You got to hand it to Star One for this beaut. This experience is akin to getting waxed in the pubic area. Not that I have tried it but this would be darn close. Few of you might wonder why I am not relating the story for this masterpiece. Humble apologies, dear friend, I do not have much to state on that front since there is none. The storyline is truly inane with characters slipping in and out faster than you can stand around and wonder how dumb these fools are.

Their conception of a teen resembles a dumb neurotic with an inferiority complex and an unforgiving itch to rebel and act cool at any cost. What do they have to do to pay the price of cooldom? Blurt out cool sounding phrases like dude, bhaggu, and similar sound bites to make up for real sentences. Rebel! Rebel! Rebel! Rebel against everything and everyone as if rebellion were going out of style. Have a posse of dumb sidekicks for constant reassurance. The last one actually does make sense. If I were as braindead as one of these characters, I would need my share of dumber nitwits to reassure me that a few more exist between me and the apes

A few must haves before watching the serial - a concrete wall, a Webster's dictionary (the full shebang - no abridged versions here) and a baseball bat. Bang your head on the concrete wall many times to achieve a state of delirium - the actual repetitions needed depend on your current state of delirium.

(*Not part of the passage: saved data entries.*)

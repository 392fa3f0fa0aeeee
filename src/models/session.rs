use serde::{Deserialize, Serialize};

#[derive(Debug, Clone, Copy, Serialize, Deserialize, PartialEq, Eq)]
#[serde(rename_all = "camelCase")]
pub enum SessionStatus {
    Running,
    Ended,
}

impl Default for SessionStatus {
    fn default() -> Self {
        SessionStatus::Running
    }
}

impl SessionStatus {
    pub fn as_str(&self) -> &'static str {
        match self {
            SessionStatus::Running => "Running",
            SessionStatus::Ended => "Ended",
        }
    }
}
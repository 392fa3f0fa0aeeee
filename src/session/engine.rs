use anyhow::{bail, Context, Result};
use chrono::{DateTime, Utc};
use log::warn;
use serde::{Deserialize, Serialize};

use crate::aggregation::{BrainMap, RollingWindow, SessionTotals, WindowSummary};
use crate::conflict::ConflictAccumulator;
use crate::dynamics::NetworkSimulator;
use crate::estimation::LatentEstimator;
use crate::intervention::{self, Effect, InterventionState};
use crate::models::{
    FeatureRecord, InferenceResult, LatentState, NetworkState, SessionStatus, TaskType,
};
use crate::scoring::{RiskModel, RiskScorer};
use crate::settings::EngineConfig;
use crate::snapshot::Restored;

pub const CHECKPOINT_VERSION: u32 = 1;

/// One processed interval: the inference result and what the UI should do.
#[derive(Debug, Clone, Serialize, Deserialize, PartialEq)]
#[serde(rename_all = "camelCase")]
pub struct Tick {
    pub session_id: String,
    pub result: InferenceResult,
    pub effects: Vec<Effect>,
}

/// Final view of a session, produced when it ends.
#[derive(Debug, Clone, Serialize, Deserialize, PartialEq)]
#[serde(rename_all = "camelCase")]
pub struct SessionReport {
    pub session_id: String,
    pub task_type: TaskType,
    pub started_at: DateTime<Utc>,
    pub ended_at: DateTime<Utc>,
    pub ticks: u64,
    pub summary: WindowSummary,
    pub totals: SessionTotals,
    pub brain_map: BrainMap,
}

/// Everything needed to resume a session mid-stream.
#[derive(Debug, Clone, Serialize, Deserialize)]
#[serde(rename_all = "camelCase")]
struct SessionCheckpoint {
    version: u32,
    session_id: String,
    task_type: TaskType,
    started_at: DateTime<Utc>,
    tick: u64,
    latent: LatentState,
    network: NetworkState,
    accumulator: ConflictAccumulator,
    last_risk: f64,
    window: RollingWindow,
    totals: SessionTotals,
    intervention: InterventionState,
}

/// Owns all per-session state and runs the pipeline one interval at a time:
/// estimator, network, accumulator, scorer, then aggregation and dispatch.
pub struct SessionEngine {
    id: String,
    task_type: TaskType,
    started_at: DateTime<Utc>,
    status: SessionStatus,
    tick: u64,
    config: EngineConfig,
    estimator: LatentEstimator,
    simulator: NetworkSimulator,
    latent: LatentState,
    network: NetworkState,
    accumulator: ConflictAccumulator,
    scorer: RiskScorer,
    window: RollingWindow,
    totals: SessionTotals,
    intervention: InterventionState,
}

impl SessionEngine {
    pub fn new(
        id: impl Into<String>,
        task_type: TaskType,
        started_at: DateTime<Utc>,
        config: EngineConfig,
        model: Box<dyn RiskModel>,
    ) -> Self {
        Self {
            id: id.into(),
            task_type,
            started_at,
            status: SessionStatus::Running,
            tick: 0,
            estimator: LatentEstimator::new(config.estimator.clone()),
            simulator: NetworkSimulator::new(config.dynamics.clone()),
            latent: LatentState::default(),
            network: NetworkState::default(),
            accumulator: ConflictAccumulator::new(),
            scorer: RiskScorer::new(model),
            window: RollingWindow::new(config.aggregation.window_capacity),
            totals: SessionTotals::default(),
            intervention: InterventionState::default(),
            config,
        }
    }

    pub fn id(&self) -> &str {
        &self.id
    }

    pub fn task_type(&self) -> TaskType {
        self.task_type
    }

    pub fn status(&self) -> SessionStatus {
        self.status
    }

    pub fn tick(&self) -> u64 {
        self.tick
    }

    pub fn latent(&self) -> LatentState {
        self.latent
    }

    pub fn network(&self) -> NetworkState {
        self.network
    }

    pub fn accumulator(&self) -> &ConflictAccumulator {
        &self.accumulator
    }

    pub fn intervention(&self) -> &InterventionState {
        &self.intervention
    }

    pub fn window(&self) -> &RollingWindow {
        &self.window
    }

    pub fn totals(&self) -> &SessionTotals {
        &self.totals
    }

    pub fn config(&self) -> &EngineConfig {
        &self.config
    }

    /// Run one interval. Returns `None` once the session has ended.
    pub fn process(&mut self, record: &FeatureRecord, now: DateTime<Utc>) -> Option<Tick> {
        if self.status == SessionStatus::Ended {
            return None;
        }

        let dt = self.config.interval_secs as f64;
        let elapsed = self.tick as f64 * dt;
        let task_type = record.task_type().unwrap_or(self.task_type);

        let previous = self.latent;
        let latent = self.estimator.estimate(record, &previous, elapsed, dt);
        let network = self.simulator.next(&self.network, &latent, &previous);
        let conflict = self
            .accumulator
            .update(&network, &latent, &self.config.conflict);
        let score = self
            .scorer
            .score(&latent, &previous, &network, conflict.value);

        self.tick += 1;
        self.latent = latent;
        self.network = network;

        let result = InferenceResult {
            tick: self.tick,
            timestamp: now,
            task_type,
            risk: score.risk,
            instability: latent.instability,
            drift: latent.drift,
            fatigue: latent.fatigue,
            accumulated_conflict: conflict.value,
            breakdown_imminent: conflict.breakdown_imminent,
            breakdown_active: conflict.breakdown_active,
            attribution: score.attribution,
            network,
            degraded: score.degraded,
        };

        self.window.push(result.clone());
        self.totals
            .record(&result, self.config.aggregation.deep_work_instability);

        let (intervention, effects) =
            intervention::evaluate(&self.intervention, &result, now, &self.config.intervention);
        self.intervention = intervention;

        Some(Tick {
            session_id: self.id.clone(),
            result,
            effects,
        })
    }

    pub fn summary(&self) -> WindowSummary {
        self.window.summarize(self.config.aggregation.trend_epsilon)
    }

    pub fn brain_map(&self) -> BrainMap {
        BrainMap::from_window(&self.window)
    }

    pub fn dismiss_banner(&mut self, now: DateTime<Utc>) -> Vec<Effect> {
        let (next, effects) =
            intervention::dismiss_banner(&self.intervention, now, &self.config.intervention);
        self.intervention = next;
        effects
    }

    /// End of a focus-reset exercise: clears the rolling window and the
    /// dispatcher state and resets fatigue. Totals and the accumulator stay.
    pub fn focus_reset(&mut self) {
        self.window.reset();
        self.intervention = InterventionState::default();
        self.latent = self.latent.with_fatigue_reset();
    }

    pub fn record_feedback(&mut self, actual_breakdown: bool) -> bool {
        self.scorer.record_feedback(actual_breakdown)
    }

    /// Stop the session. Later `process` calls produce nothing.
    pub fn end(&mut self, now: DateTime<Utc>) -> SessionReport {
        self.status = SessionStatus::Ended;
        SessionReport {
            session_id: self.id.clone(),
            task_type: self.task_type,
            started_at: self.started_at,
            ended_at: now,
            ticks: self.tick,
            summary: self.summary(),
            totals: self.totals.clone(),
            brain_map: self.brain_map(),
        }
    }

    pub fn checkpoint(&self) -> Result<Vec<u8>> {
        let checkpoint = SessionCheckpoint {
            version: CHECKPOINT_VERSION,
            session_id: self.id.clone(),
            task_type: self.task_type,
            started_at: self.started_at,
            tick: self.tick,
            latent: self.latent,
            network: self.network,
            accumulator: self.accumulator.clone(),
            last_risk: self.scorer.last_risk(),
            window: self.window.clone(),
            totals: self.totals.clone(),
            intervention: self.intervention.clone(),
        };
        serde_json::to_vec(&checkpoint)
            .with_context(|| format!("failed to serialize checkpoint for session {}", self.id))
    }

    /// Resume `id` from `blob`, or start it fresh when the blob is missing,
    /// unreadable, from another version, or from another session.
    pub fn restore(
        blob: Option<&[u8]>,
        id: &str,
        task_type: TaskType,
        now: DateTime<Utc>,
        config: EngineConfig,
        model: Box<dyn RiskModel>,
    ) -> Restored<SessionEngine> {
        let Some(bytes) = blob else {
            return Restored::fresh(Self::new(id, task_type, now, config, model));
        };

        match decode_checkpoint(bytes, id) {
            Ok(checkpoint) => {
                let mut window = checkpoint.window;
                window.resize(config.aggregation.window_capacity);
                Restored::resumed(Self {
                    id: checkpoint.session_id,
                    task_type: checkpoint.task_type,
                    started_at: checkpoint.started_at,
                    status: SessionStatus::Running,
                    tick: checkpoint.tick,
                    estimator: LatentEstimator::new(config.estimator.clone()),
                    simulator: NetworkSimulator::new(config.dynamics.clone()),
                    latent: checkpoint.latent,
                    network: checkpoint.network,
                    accumulator: checkpoint.accumulator,
                    scorer: RiskScorer::new(model).with_last_risk(checkpoint.last_risk),
                    window,
                    totals: checkpoint.totals,
                    intervention: checkpoint.intervention,
                    config,
                })
            }
            Err(err) => {
                warn!("starting session {id} fresh: {err:#}");
                Restored::fresh(Self::new(id, task_type, now, config, model))
            }
        }
    }
}

fn decode_checkpoint(bytes: &[u8], id: &str) -> Result<SessionCheckpoint> {
    let checkpoint: SessionCheckpoint =
        serde_json::from_slice(bytes).context("unreadable session checkpoint")?;
    if checkpoint.version != CHECKPOINT_VERSION {
        bail!(
            "unsupported checkpoint version {} (expected {})",
            checkpoint.version,
            CHECKPOINT_VERSION
        );
    }
    if checkpoint.session_id != id {
        bail!(
            "checkpoint belongs to session {}, not {id}",
            checkpoint.session_id
        );
    }
    Ok(checkpoint)
}

#[cfg(test)]
mod tests {
    use super::*;
    use crate::scoring::LogisticModel;
    use chrono::{Duration, TimeZone};

    fn start() -> DateTime<Utc> {
        Utc.timestamp_opt(1_700_000_000, 0).unwrap()
    }

    fn engine(task_type: TaskType) -> SessionEngine {
        SessionEngine::new(
            "s-1",
            task_type,
            start(),
            EngineConfig::default(),
            Box::new(LogisticModel::baseline()),
        )
    }

    fn busy() -> FeatureRecord {
        FeatureRecord {
            switch_rate: Some(0.8),
            typing_interval_variance: Some(0.6),
            idle_ratio: Some(0.3),
            ..Default::default()
        }
    }

    #[test]
    fn ticks_count_from_one_and_carry_timestamps() {
        let mut engine = engine(TaskType::Coding);
        let now = start() + Duration::seconds(5);
        let tick = engine.process(&FeatureRecord::default(), now).unwrap();
        assert_eq!(tick.result.tick, 1);
        assert_eq!(tick.result.timestamp, now);
        assert_eq!(tick.session_id, "s-1");
        assert_eq!(engine.window().len(), 1);
    }

    #[test]
    fn record_task_type_overrides_session_default() {
        let mut engine = engine(TaskType::Coding);
        let record = FeatureRecord {
            task_type: Some("Video".into()),
            ..Default::default()
        };
        let tick = engine.process(&record, start()).unwrap();
        assert_eq!(tick.result.task_type, TaskType::Video);

        let record = FeatureRecord {
            task_type: Some("podcast".into()),
            ..Default::default()
        };
        let tick = engine.process(&record, start()).unwrap();
        assert_eq!(tick.result.task_type, TaskType::Coding);
    }

    #[test]
    fn focus_reset_clears_window_and_fatigue_only() {
        let mut engine = engine(TaskType::General);
        for i in 0..20 {
            engine.process(&busy(), start() + Duration::seconds(5 * i));
        }
        let conflict_before = engine.accumulator().value();
        assert!(engine.latent().fatigue > 0.0);

        engine.focus_reset();
        assert!(engine.window().is_empty());
        assert_eq!(engine.latent().fatigue, 0.0);
        assert_eq!(engine.intervention(), &InterventionState::default());
        assert_eq!(engine.totals().windows, 20);
        assert_eq!(engine.accumulator().value(), conflict_before);
    }

    #[test]
    fn ended_session_produces_nothing() {
        let mut engine = engine(TaskType::Reading);
        engine.process(&busy(), start());
        let report = engine.end(start() + Duration::seconds(10));
        assert_eq!(report.ticks, 1);
        assert_eq!(engine.status(), SessionStatus::Ended);
        assert!(engine.process(&busy(), start()).is_none());
    }

    #[test]
    fn restore_rejects_other_versions_and_sessions() {
        let mut engine = engine(TaskType::Writing);
        engine.process(&busy(), start());
        let blob = engine.checkpoint().unwrap();

        let other = SessionEngine::restore(
            Some(blob.as_slice()),
            "s-2",
            TaskType::Writing,
            start(),
            EngineConfig::default(),
            Box::new(LogisticModel::baseline()),
        );
        assert!(other.fell_back);
        assert_eq!(other.value.tick(), 0);

        let mut value: serde_json::Value = serde_json::from_slice(&blob).unwrap();
        value["version"] = serde_json::json!(CHECKPOINT_VERSION + 1);
        let future = serde_json::to_vec(&value).unwrap();
        let restored = SessionEngine::restore(
            Some(future.as_slice()),
            "s-1",
            TaskType::Writing,
            start(),
            EngineConfig::default(),
            Box::new(LogisticModel::baseline()),
        );
        assert!(restored.fell_back);
    }
}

Use the dictionary any time you feel yourself slipping out back into the intelligent world. Finally, when you reach a stage where life ceases to have all meaning, use the baseball bat to club yourself out of existence. (Please don't use the baseball bat on the TV since other people at home might be watching saner stuff)

The serial could be a useful tool for Zen buddhists for developing patience. The trouble is that you might be dead or get insane if you are not cut out to be a Zen Buddhist

1 comment:

rakesh said...

star one was supposed to be very promising for the new non-saans-bahu-baa-bahu-beti generation crowd. But it couldnt keep its promise.

I really hope then think out of the typical SOAP and US-ka-copy model!!

I remember the good ol days of dekh-bhai-dekh, office-office... i can go on!